REQUIREMENT: Lines containing the word "crate" in the data below: say how many, with no other text.

*****

//! Test helpers for Usher in-memory tests.
//!
//! Wires the stub gateway, memory store, and memory cache into one harness
//! and provides event seeding and webhook payload builders.

mod helpers;

pub use helpers::{
    notification_payload, seed_event, seed_free_event, seed_priced_event, sign_notification,
    SeedEventOptions,
};

use std::sync::Arc;

use usher_cache::MemoryCache;
use usher_gateway::StubGateway;
use usher_store::MemoryStore;

/// The full in-memory port set for exercising reservation flows without
/// Postgres, Redis, or a live payment gateway.
pub struct TestHarness {
    /// Stub payment gateway
    pub gateway: Arc<StubGateway>,
    /// In-memory store
    pub store: Arc<MemoryStore>,
    /// In-memory cache, lock lease, and expiration queue
    pub cache: Arc<MemoryCache>,
}

impl TestHarness {
    /// Create a fresh harness with empty ports.
    pub fn new() -> Self {
        Self {
            gateway: Arc::new(StubGateway::new()),
            store: Arc::new(MemoryStore::new()),
            cache: Arc::new(MemoryCache::new()),
        }
    }
}

impl Default for TestHarness {
    fn default() -> Self {
        Self::new()
    }
}
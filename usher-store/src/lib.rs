//! Usher Storage Layer
//!
//! Provides persistence for events, orders, attendees, and the
//! notification ledger.
//!
//! # Architecture
//!
//! - **Repository traits**: Define the storage interface (ports)
//! - **Conditional transactions**: Named methods on [`Store`] that finalize
//!   every capacity-changing decision atomically
//! - **In-memory store**: Fast implementation for testing
//! - **PostgreSQL store**: Production implementation (feature `postgres`)
//!
//! # Usage
//!
//! ```rust
//! use usher_store::{EventRepository, MemoryStore};
//! use usher_domain::{Event, EventCategory, Price};
//! use uuid::Uuid;
//!
//! #[tokio::main]
//! async fn main() {
//!     let store = MemoryStore::new();
//!
//!     let event = Event::new(
//!         "Launch Party".to_string(),
//!         "Main Hall".to_string(),
//!         EventCategory::Fun,
//!         Price::zero(),
//!         100,
//!         Uuid::now_v7(),
//!     )
//!     .unwrap();
//!     EventRepository::save(&store, &event).await.unwrap();
//!
//!     let all = EventRepository::list(&store).await.unwrap();
//!     println!("Events: {}", all.len());
//! }
//! ```

#![warn(clippy::all)]

// Modules
mod error;
mod memory;
#[cfg(feature = "postgres")]
mod postgres;
mod repository;

// Re-exports
pub use error::StoreError;
pub use memory::MemoryStore;
#[cfg(feature = "postgres")]
pub use postgres::PgStore;
pub use repository::{
    AttendanceConfirmation, AttendeeRepository, EventRepository, HoldOutcome, LedgerRepository,
    NotificationOutcome, OrderRepository, ReclaimOutcome, ReleaseOutcome, SeatHold, SeatRelease,
    Store,
};
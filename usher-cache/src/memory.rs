//! In-memory cache implementation for testing.
//!
//! Simulates the Redis adapter's semantics without a server: expired
//! leases behave as absent, snapshot hits slide their expiry, and the
//! queue keeps jobs until they are explicitly removed.

use async_trait::async_trait;
use chrono::{DateTime, Utc};
use std::collections::HashMap;
use std::sync::RwLock;
use std::time::{Duration, Instant};

use usher_domain::{Event, EventId, ExpirationJob};

use crate::error::CacheError;
use crate::ports::{ExpirationQueue, LockToken, ResourceLock, SnapshotCache};

struct SnapshotEntry {
    event: Event,
    expires_at: Instant,
}

struct LockLease {
    token: LockToken,
    expires_at: Instant,
}

/// In-memory cache, lock, and expiration queue for testing.
pub struct MemoryCache {
    snapshots: RwLock<HashMap<EventId, SnapshotEntry>>,
    locks: RwLock<HashMap<EventId, LockLease>>,
    queue: RwLock<Vec<ExpirationJob>>,
    /// Whether to simulate failures, per port
    fail_next_snapshot: RwLock<bool>,
    fail_next_lock: RwLock<bool>,
    fail_next_queue: RwLock<bool>,
}

impl MemoryCache {
    /// Create a new empty cache.
    pub fn new() -> Self {
        Self {
            snapshots: RwLock::new(HashMap::new()),
            locks: RwLock::new(HashMap::new()),
            queue: RwLock::new(Vec::new()),
            fail_next_snapshot: RwLock::new(false),
            fail_next_lock: RwLock::new(false),
            fail_next_queue: RwLock::new(false),
        }
    }

    /// Get the number of live snapshots.
    pub fn snapshot_count(&self) -> usize {
        let now = Instant::now();
        self.snapshots
            .read()
            .unwrap()
            .values()
            .filter(|e| e.expires_at > now)
            .count()
    }

    /// Get the number of live lock leases.
    pub fn lock_count(&self) -> usize {
        let now = Instant::now();
        self.locks
            .read()
            .unwrap()
            .values()
            .filter(|l| l.expires_at > now)
            .count()
    }

    /// Get the number of queued jobs.
    pub fn queue_len(&self) -> usize {
        self.queue.read().unwrap().len()
    }

    /// Configure the next snapshot operation to fail.
    pub fn set_fail_next_snapshot(&self, fail: bool) {
        *self.fail_next_snapshot.write().unwrap() = fail;
    }

    /// Configure the next lock operation to fail.
    pub fn set_fail_next_lock(&self, fail: bool) {
        *self.fail_next_lock.write().unwrap() = fail;
    }

    /// Configure the next queue operation to fail.
    pub fn set_fail_next_queue(&self, fail: bool) {
        *self.fail_next_queue.write().unwrap() = fail;
    }

    /// Force an existing lease to expire (simulates a lease outliving its TTL
    /// while the holder is still working).
    pub fn expire_lease(&self, event_id: EventId) {
        let mut locks = self.locks.write().unwrap();
        if let Some(lease) = locks.get_mut(&event_id) {
            lease.expires_at = Instant::now() - Duration::from_millis(1);
        }
    }

    fn should_fail(flag: &RwLock<bool>) -> bool {
        let mut flag = flag.write().unwrap();
        let fail = *flag;
        *flag = false; // Reset after check
        fail
    }
}

impl Default for MemoryCache {
    fn default() -> Self {
        Self::new()
    }
}

// =============================================================================
// Snapshot Cache Implementation
// =============================================================================

#[async_trait]
impl SnapshotCache for MemoryCache {
    async fn get(&self, event_id: EventId, ttl: Duration) -> Result<Option<Event>, CacheError> {
        if Self::should_fail(&self.fail_next_snapshot) {
            return Err(CacheError::Backend("Simulated snapshot failure".to_string()));
        }

        let mut snapshots = self.snapshots.write().unwrap();
        match snapshots.get_mut(&event_id) {
            Some(entry) if entry.expires_at > Instant::now() => {
                // Hit slides the expiry forward
                entry.expires_at = Instant::now() + ttl;
                Ok(Some(entry.event.clone()))
            },
            Some(_) => {
                snapshots.remove(&event_id);
                Ok(None)
            },
            None => Ok(None),
        }
    }

    async fn put(&self, event: &Event, ttl: Duration) -> Result<(), CacheError> {
        if Self::should_fail(&self.fail_next_snapshot) {
            return Err(CacheError::Backend("Simulated snapshot failure".to_string()));
        }

        let mut snapshots = self.snapshots.write().unwrap();
        snapshots.insert(
            event.id,
            SnapshotEntry {
                event: event.clone(),
                expires_at: Instant::now() + ttl,
            },
        );
        Ok(())
    }

    async fn invalidate(&self, event_id: EventId) -> Result<(), CacheError> {
        if Self::should_fail(&self.fail_next_snapshot) {
            return Err(CacheError::Backend("Simulated snapshot failure".to_string()));
        }

        self.snapshots.write().unwrap().remove(&event_id);
        Ok(())
    }
}

// =============================================================================
// Resource Lock Implementation
// =============================================================================

#[async_trait]
impl ResourceLock for MemoryCache {
    async fn acquire(
        &self,
        event_id: EventId,
        ttl: Duration,
    ) -> Result<Option<LockToken>, CacheError> {
        if Self::should_fail(&self.fail_next_lock) {
            return Err(CacheError::Backend("Simulated lock failure".to_string()));
        }

        let mut locks = self.locks.write().unwrap();
        if let Some(lease) = locks.get(&event_id) {
            if lease.expires_at > Instant::now() {
                return Ok(None);
            }
        }

        let token = LockToken::generate();
        locks.insert(
            event_id,
            LockLease {
                token,
                expires_at: Instant::now() + ttl,
            },
        );
        Ok(Some(token))
    }

    async fn release(&self, event_id: EventId, token: LockToken) -> Result<bool, CacheError> {
        if Self::should_fail(&self.fail_next_lock) {
            return Err(CacheError::Backend("Simulated lock failure".to_string()));
        }

        let mut locks = self.locks.write().unwrap();
        match locks.get(&event_id) {
            // An expired lease counts as absent, as it would in Redis
            Some(lease) if lease.expires_at <= Instant::now() => {
                locks.remove(&event_id);
                Ok(false)
            },
            Some(lease) if lease.token == token => {
                locks.remove(&event_id);
                Ok(true)
            },
            _ => Ok(false),
        }
    }
}

// =============================================================================
// Expiration Queue Implementation
// =============================================================================

#[async_trait]
impl ExpirationQueue for MemoryCache {
    async fn schedule(&self, job: &ExpirationJob) -> Result<(), CacheError> {
        if Self::should_fail(&self.fail_next_queue) {
            return Err(CacheError::Backend("Simulated queue failure".to_string()));
        }

        let mut queue = self.queue.write().unwrap();
        queue.retain(|j| j.session_id != job.session_id);
        queue.push(job.clone());
        Ok(())
    }

    async fn due(&self, now: DateTime<Utc>) -> Result<Vec<ExpirationJob>, CacheError> {
        if Self::should_fail(&self.fail_next_queue) {
            return Err(CacheError::Backend("Simulated queue failure".to_string()));
        }

        let queue = self.queue.read().unwrap();
        let mut due: Vec<ExpirationJob> =
            queue.iter().filter(|j| j.is_due(now)).cloned().collect();
        due.sort_by_key(|j| j.due_at);
        Ok(due)
    }

    async fn remove(&self, session_id: &str) -> Result<(), CacheError> {
        if Self::should_fail(&self.fail_next_queue) {
            return Err(CacheError::Backend("Simulated queue failure".to_string()));
        }

        self.queue
            .write()
            .unwrap()
            .retain(|j| j.session_id != session_id);
        Ok(())
    }
}

// =============================================================================
// Tests
// =============================================================================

*****

EXERCISE SOLUTION: 2